• THE PROBLEM
The required result is a line count: how many lines in this data hold the word "contains". Give only that.

• WORKING DATA
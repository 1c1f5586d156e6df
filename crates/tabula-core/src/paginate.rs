//! Page slicing.

/// One page of items.
#[derive(Debug, Clone, PartialEq, Eq)]
pub struct Page<T> {
    /// Items on this page
    pub items: Vec<T>,
    /// 1-based page number after clamping
    pub page: usize,
    /// Total page count, at least 1
    pub total_pages: usize,
}

impl<T> Page<T> {
    /// Check if there is a page before this one.
    #[must_use]
    pub const fn has_previous(&self) -> bool {
        self.page > 1
    }

    /// Check if there is a page after this one.
    #[must_use]
    pub const fn has_next(&self) -> bool {
        self.page < self.total_pages
    }
}

/// Number of pages needed for `len` items. Never zero.
///
/// A zero page size is treated as one item per page.
#[must_use]
pub fn total_pages(len: usize, page_size: usize) -> usize {
    len.div_ceil(page_size.max(1)).max(1)
}

/// Clamp a 1-based page number into `[1, total_pages]`.
#[must_use]
pub fn clamp_page(page: usize, total_pages: usize) -> usize {
    page.clamp(1, total_pages.max(1))
}

/// Slice out page `page` (1-based, clamped) of `items`.
#[must_use]
pub fn paginate<T: Clone>(items: &[T], page: usize, page_size: usize) -> Page<T> {
    let page_size = page_size.max(1);
    let total = total_pages(items.len(), page_size);
    let page = clamp_page(page, total);
    let start = ((page - 1) * page_size).min(items.len());
    let end = (start + page_size).min(items.len());
    Page {
        items: items[start..end].to_vec(),
        page,
        total_pages: total,
    }
}
//! Free-text row filtering.

use crate::record::Record;

/// Keep the records where any field contains `query`, ignoring case.
///
/// An empty query keeps every record in its original order. Numbers and
/// booleans are matched against their canonical string form.
#[must_use]
pub fn filter_records<'a>(records: &'a [Record], query: &str) -> Vec<&'a Record> {
    if query.is_empty() {
        return records.iter().collect();
    }
    let needle = query.to_lowercase();
    records
        .iter()
        .filter(|record| matches_query(record, &needle))
        .collect()
}

/// Check if any field of `record` contains the already lower-cased `needle`.
#[must_use]
pub fn matches_query(record: &Record, needle: &str) -> bool {
    record
        .fields()
        .any(|(_, value)| value.as_search_text().to_lowercase().contains(needle))
}

/// Like [`filter_records`], but only looks at one field.
///
/// Used when a table restricts its search box to a single column.
#[must_use]
pub fn filter_records_by<'a>(records: &'a [Record], key: &str, query: &str) -> Vec<&'a Record> {
    if query.is_empty() {
        return records.iter().collect();
    }
    let needle = query.to_lowercase();
    records
        .iter()
        .filter(|record| {
            record
                .value(key)
                .as_search_text()
                .to_lowercase()
                .contains(&needle)
        })
        .collect()
}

• RESULT BELOW
4